Homeowners Insurance

Issue

Availability of homeowners insurance in disaster-prone areas.

Position Statement

Availability of residential insurance is essential in order to promote homeownership. ABA supports oversight of insurance industry practices in order to maintain general availability of homeowners insurance at the state or regional level. ABA also supports efforts by the Congress to address the availability of homeowners insurance in all regions of the United States through common-sense natural disaster legislation. Such efforts should reduce the financial burden on taxpayers created through ad hoc disaster relief and help to ensure availability and affordability of coverage for our nation's homeowners.

Explanation

The 2005 hurricane season created a ripple effect throughout the insurance industry. Some of our nation's largest property casualty insurers suffered billions of dollars in catastrophic losses, prompting business decisions designed to reduce exposure to hurricane risk. Waning reinsurance capacity forced companies to cancel coverage in areas considered too risky to insure, such as the Gulf Coast and other hurricane-prone regions up and down the eastern seaboard.  The propensity of states to continue price controls and to prohibit actuarially sound rating also contributed to a shortage in the availability of homeowners insurance.

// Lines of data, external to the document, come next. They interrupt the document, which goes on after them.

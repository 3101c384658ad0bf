//! Declarative SQLite schema definitions.
//!
//! Tables are declared as consts with the [`sqlite_column!`] macro and created
//! through [`VersionedSchema::initialize`], which stamps `PRAGMA user_version`
//! so a database created by a different schema version is refused instead of
//! silently misread.

use anyhow::{bail, Result};
use rusqlite::{params, Connection};

pub const DEFAULT_TIMESTAMP: &str = "(cast(strftime('%s','now') as int))";

#[macro_export]
macro_rules! sqlite_column {
    ($name:expr, $sql_type:expr $(, $field:ident = $value:expr)*) => {
        {
            // Allow unused_mut because the variable is only mutated when optional
            // field assignments are passed to the macro (e.g., `is_primary_key = true`)
            #[allow(unused_mut)]
            let mut column = Column {
                name: $name,
                sql_type: $sql_type,
                is_primary_key: false,
                non_null: false,
                is_unique: false,
                default_value: None,
                foreign_key: None,
            };
            $(
                column.$field = $value;
            )*
            column
        }
    };
}

#[derive(Debug, PartialEq, Eq)]
pub enum SqlType {
    Text,
    Integer,
    Real,
    Blob,
}

#[allow(unused)]
pub enum ForeignKeyOnChange {
    NoAction,
    Restrict,
    SetNull,
    SetDefault,
    Cascade,
}

pub struct ForeignKey {
    pub foreign_table: &'static str,
    pub foreign_column: &'static str,
    pub on_delete: ForeignKeyOnChange,
}

pub struct Column<'a, S: AsRef<str>> {
    pub name: S,
    pub sql_type: &'a SqlType,
    pub is_primary_key: bool,
    pub non_null: bool,
    pub is_unique: bool,
    pub default_value: Option<S>,
    pub foreign_key: Option<&'a ForeignKey>,
}

pub struct Table {
    pub name: &'static str,
    pub columns: &'static [Column<'static, &'static str>],
    pub indices: &'static [(&'static str, &'static str)],
    pub unique_constraints: &'static [&'static [&'static str]],
}

impl Table {
    pub fn create(&self, conn: &Connection) -> Result<()> {
        let mut create_sql = format!("CREATE TABLE {} (", self.name);
        for (column_index, column) in self.columns.iter().enumerate() {
            if column_index > 0 {
                create_sql.push_str(", ");
            }
            create_sql.push_str(&format!(
                "{} {}",
                column.name,
                match column.sql_type {
                    SqlType::Text => "TEXT",
                    SqlType::Integer => "INTEGER",
                    SqlType::Real => "REAL",
                    SqlType::Blob => "BLOB",
                }
            ));
            if column.is_primary_key {
                create_sql.push_str(" PRIMARY KEY");
            }
            if column.non_null {
                create_sql.push_str(" NOT NULL");
            }
            if column.is_unique {
                create_sql.push_str(" UNIQUE");
            }
            if let Some(default_value) = column.default_value {
                create_sql.push_str(&format!(" DEFAULT {}", default_value));
            }
            if let Some(foreign_key) = column.foreign_key {
                create_sql.push_str(&format!(
                    " REFERENCES {}({}) ON DELETE {}",
                    foreign_key.foreign_table,
                    foreign_key.foreign_column,
                    match foreign_key.on_delete {
                        ForeignKeyOnChange::NoAction => "NO ACTION",
                        ForeignKeyOnChange::Restrict => "RESTRICT",
                        ForeignKeyOnChange::SetNull => "SET NULL",
                        ForeignKeyOnChange::SetDefault => "SET DEFAULT",
                        ForeignKeyOnChange::Cascade => "CASCADE",
                    }
                ));
            }
        }

        for unique_constraint in self.unique_constraints {
            create_sql.push_str(&format!(", UNIQUE ({})", unique_constraint.join(", ")));
        }
        create_sql.push_str(");");
        conn.execute(&create_sql, params![])?;

        for (index_name, column_name) in self.indices {
            conn.execute(
                &format!(
                    "CREATE INDEX {} ON {}({});",
                    index_name, self.name, column_name
                ),
                params![],
            )?;
        }
        Ok(())
    }
}

pub struct VersionedSchema {
    pub version: usize,
    pub tables: &'static [Table],
}

impl VersionedSchema {
    /// Create the schema on a fresh database, or verify the version stamp on
    /// an existing one.
    pub fn initialize(&self, conn: &Connection) -> Result<()> {
        conn.execute("PRAGMA foreign_keys = ON;", params![])?;

        let current: usize =
            conn.query_row("SELECT * FROM pragma_user_version;", [], |row| row.get(0))?;

        if current == 0 && !self.schema_exists(conn)? {
            for table in self.tables {
                table.create(conn)?;
            }
            conn.execute(&format!("PRAGMA user_version = {}", self.version), [])?;
            return Ok(());
        }

        if current != self.version {
            bail!(
                "Database schema version mismatch: found {}, expected {}",
                current,
                self.version
            );
        }
        Ok(())
    }

    fn schema_exists(&self, conn: &Connection) -> Result<bool> {
        let first_table = match self.tables.first() {
            Some(table) => table.name,
            None => return Ok(false),
        };
        let count: usize = conn.query_row(
            "SELECT count(*) FROM sqlite_master WHERE type = 'table' AND name = ?1;",
            params![first_table],
            |row| row.get(0),
        )?;
        Ok(count > 0)
    }
}

#[cfg(test)]
mod tests {
    use super::*;

    const TEST_TABLE: Table = Table {
        name: "widget",
        columns: &[
            sqlite_column!("id", &SqlType::Text, is_primary_key = true),
            sqlite_column!("count", &SqlType::Integer, non_null = true),
            sqlite_column!(
                "created",
                &SqlType::Integer,
                default_value = Some(DEFAULT_TIMESTAMP)
            ),
        ],
        indices: &[("idx_widget_count", "count")],
        unique_constraints: &[],
    };

    const TEST_SCHEMA: VersionedSchema = VersionedSchema {
        version: 3,
        tables: &[TEST_TABLE],
    };

    #[test]
    fn creates_and_stamps_version() {
        let conn = Connection::open_in_memory().unwrap();
        TEST_SCHEMA.initialize(&conn).unwrap();

        let version: usize = conn
            .query_row("SELECT * FROM pragma_user_version;", [], |row| row.get(0))
            .unwrap();
        assert_eq!(version, 3);

        conn.execute("INSERT INTO widget (id, count) VALUES ('a', 1);", [])
            .unwrap();
    }

    #[test]
    fn initialize_is_idempotent() {
        let conn = Connection::open_in_memory().unwrap();
        TEST_SCHEMA.initialize(&conn).unwrap();
        TEST_SCHEMA.initialize(&conn).unwrap();
    }

    #[test]
    fn rejects_version_mismatch() {
        let conn = Connection::open_in_memory().unwrap();
        TEST_SCHEMA.initialize(&conn).unwrap();
        conn.execute("PRAGMA user_version = 99;", []).unwrap();

        let other = VersionedSchema {
            version: 3,
            tables: &[],
        };
        assert!(other.initialize(&conn).is_err());
    }
}
use anyhow::{Context, Result};
use clap::Parser;
use std::path::PathBuf;
use std::sync::Arc;
use std::time::Duration;
use tracing::{info, level_filters::LevelFilter};
use tracing_subscriber::{layer::SubscriberExt, util::SubscriberInitExt, EnvFilter};
use uuid::Uuid;

use phonoteca_server::config::{AppConfig, CliConfig, FileConfig, StorageSettings};
use phonoteca_server::lifecycle::OrphanSweeper;
use phonoteca_server::object_store::{FilesystemStore, ObjectStore, S3Store};
use phonoteca_server::server::{run_server, RequestsLoggingLevel, ServerConfig};
use phonoteca_server::SqliteLibraryStore;

fn parse_path(s: &str) -> Result<PathBuf> {
    let path_buf = PathBuf::from(s);
    let original_path = match path_buf.canonicalize() {
        Ok(path) => path,
        Err(msg) => {
            if msg.kind() == std::io::ErrorKind::NotFound {
                path_buf
            } else {
                return Err(msg).with_context(|| format!("Error resolving path: {}", s));
            }
        }
    };
    if original_path.is_absolute() {
        return Ok(original_path);
    }
    let cwd = std::env::current_dir()?;
    Ok(cwd.join(original_path))
}

#[derive(Parser, Debug)]
struct CliArgs {
    /// Directory holding the SQLite library database.
    #[clap(value_parser = parse_path)]
    pub db_dir: PathBuf,

    /// Root directory for the filesystem object store. Ignored when an [s3]
    /// section is present in the config file.
    #[clap(long, value_parser = parse_path)]
    pub object_root: Option<PathBuf>,

    /// The port to listen on.
    #[clap(short, long, default_value_t = 3001)]
    pub port: u16,

    /// The level of logging to perform on each request.
    #[clap(long, default_value = "path")]
    pub logging_level: RequestsLoggingLevel,

    /// Bearer token required on API routes. Generated and logged if omitted.
    #[clap(long)]
    pub api_token: Option<String>,

    /// Path to the frontend directory to be statically served.
    #[clap(long)]
    pub frontend_dir_path: Option<String>,

    /// Maximum upload size, e.g. "2 GiB".
    #[clap(long)]
    pub max_upload_size: Option<String>,

    /// Cap over total stored bytes, e.g. "50 GiB". Omit to disable the quota.
    #[clap(long)]
    pub quota_max_total: Option<String>,

    /// Seconds between lifecycle sweeps (orphaned files, stale temp objects).
    #[clap(long, default_value_t = 3600)]
    pub sweep_interval_secs: u64,

    /// Age in seconds after which a temp object counts as crash debris.
    #[clap(long, default_value_t = 86400)]
    pub temp_max_age_secs: u64,

    /// Path to a TOML config file; its values override CLI arguments.
    #[clap(long, value_parser = parse_path)]
    pub config_file: Option<PathBuf>,
}

impl CliArgs {
    fn to_cli_config(&self) -> CliConfig {
        CliConfig {
            db_dir: Some(self.db_dir.clone()),
            object_root: self.object_root.clone(),
            port: self.port,
            logging_level: self.logging_level.clone(),
            api_token: self.api_token.clone(),
            frontend_dir_path: self.frontend_dir_path.clone(),
            max_upload_size: self.max_upload_size.clone(),
            quota_max_total: self.quota_max_total.clone(),
            sweep_interval_secs: self.sweep_interval_secs,
            temp_max_age_secs: self.temp_max_age_secs,
        }
    }
}

#[tokio::main]
async fn main() -> Result<()> {
    let cli_args = CliArgs::parse();

    tracing_subscriber::registry()
        .with(tracing_subscriber::fmt::layer())
        .with(
            EnvFilter::builder()
                .with_default_directive(LevelFilter::INFO.into())
                .with_env_var("LOG_LEVEL")
                .from_env_lossy(),
        )
        .try_init()
        .unwrap();

    let file_config = match &cli_args.config_file {
        Some(path) => Some(FileConfig::load(path)?),
        None => None,
    };
    let config = AppConfig::resolve(&cli_args.to_cli_config(), file_config)?;

    info!(
        "Opening SQLite library database at {:?}...",
        config.library_db_path()
    );
    let library_store = Arc::new(SqliteLibraryStore::new(config.library_db_path())?);

    let object_store: Arc<dyn ObjectStore> = match &config.storage {
        StorageSettings::Filesystem { root } => {
            info!("Using filesystem object store at {:?}", root);
            Arc::new(FilesystemStore::new(root).await?)
        }
        StorageSettings::S3(settings) => {
            info!(
                "Using S3 object store, bucket {} at {}",
                settings.bucket,
                settings.endpoint_url.as_deref().unwrap_or("AWS")
            );
            Arc::new(S3Store::new(settings))
        }
    };

    if !object_store.bucket_exists().await? {
        info!("Bucket missing, creating it...");
        object_store.make_bucket().await?;
    }

    let api_token = match config.api_token.clone() {
        Some(token) => token,
        None => {
            let token = Uuid::new_v4().to_string();
            info!("No API token configured, generated one: {}", token);
            token
        }
    };

    let sweeper = OrphanSweeper::new(
        object_store.clone(),
        library_store.clone(),
        Duration::from_secs(config.temp_max_age_secs),
    );
    let sweep_interval = Duration::from_secs(config.sweep_interval_secs);
    info!(
        "Lifecycle sweeper enabled: every {}s, temp objects stale after {}s",
        config.sweep_interval_secs, config.temp_max_age_secs
    );
    tokio::spawn(sweeper.run(sweep_interval));

    let server_config = ServerConfig {
        requests_logging_level: config.logging_level.clone(),
        port: config.port,
        api_token,
        frontend_dir_path: config.frontend_dir_path.clone(),
        max_upload_bytes: config.max_upload_bytes as usize,
        quota_max_total_bytes: config.quota_max_total_bytes,
    };

    info!("Ready to serve at port {}!", config.port);
    run_server(server_config, object_store, library_store).await
}
//! Common test infrastructure
//!
//! This module provides all the infrastructure needed for end-to-end tests.
//! Tests should only import from this module, not from internal submodules.

mod client;
mod constants;
mod fixtures;
mod server;

// Public API - this is what tests import
#[allow(unused_imports)]
pub use client::TestClient;
#[allow(unused_imports)]
pub use constants::*;
#[allow(unused_imports)]
pub use fixtures::{deterministic_audio_bytes, sha256_hex, wav_bytes};
#[allow(unused_imports)]
pub use server::TestServer;
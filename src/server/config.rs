use super::RequestsLoggingLevel;

#[derive(Clone)]
pub struct ServerConfig {
    pub requests_logging_level: RequestsLoggingLevel,
    pub port: u16,
    /// Bearer token required on every /v1 route.
    pub api_token: String,
    pub frontend_dir_path: Option<String>,
    /// Request body cap for uploads.
    pub max_upload_bytes: usize,
    /// Cap over total stored bytes; None disables the quota observer.
    pub quota_max_total_bytes: Option<u64>,
}

impl Default for ServerConfig {
    fn default() -> Self {
        ServerConfig {
            requests_logging_level: RequestsLoggingLevel::Path,
            port: 3001,
            api_token: String::new(),
            frontend_dir_path: None,
            max_upload_bytes: 2 * 1024 * 1024 * 1024,
            quota_max_total_bytes: None,
        }
    }
}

Canceling policies does more than reduce company exposure. It forces property owners to seek coverage though alternative means, either through state-based "insurance of last resort" pools or by seeking coverage through any remaining providers at prohibitively expensive rates.

The attacks of 9/11 and the 2005 hurricane season illustrated the federal government's method of responding to widespread catastrophes. Both instances prompted record spending in disaster relief and industry bailouts, the costs of which were borne by the taxpayers. In the case of 9/11, Congress quickly established a temporary federal backstop for terrorism insurance in order to maintain stability and certainty in the commercial insurance marketplace. Congress also had the foresight to realize that any additional events of such magnitude would continue to become a financial burden on the Treasury, and a federal backstop would encourage more private sector involvement on the front end, thereby reducing the government's ultimate costs. Most importantly, it had a "make-available" requirement for companies benefiting from the backstop to protect against adverse selection based on exposure.
 
In the 109th Congress, all of the natural disaster legislative proposals introduced were intended to mitigate the government's ultimate financial burden prior to the next large-scale catastrophic event, and similar proposals are under consideration in the 110th Congress. Prohibiting insurance companies from cherry-picking regions with limited risk is difficult without providing relief from potential insolvency. Any natural disaster legislation should consider the consequences the lack of insurance availability has on home and business ownership across the United States. Most mortgages are bound by an insurance requirement, so availability and affordability of coverage in all regions are paramount in order to avoid disruptions in the real estate marketplace. Any natural disaster legislation must offer incentives that encourage private sector participation in disaster-prone regions.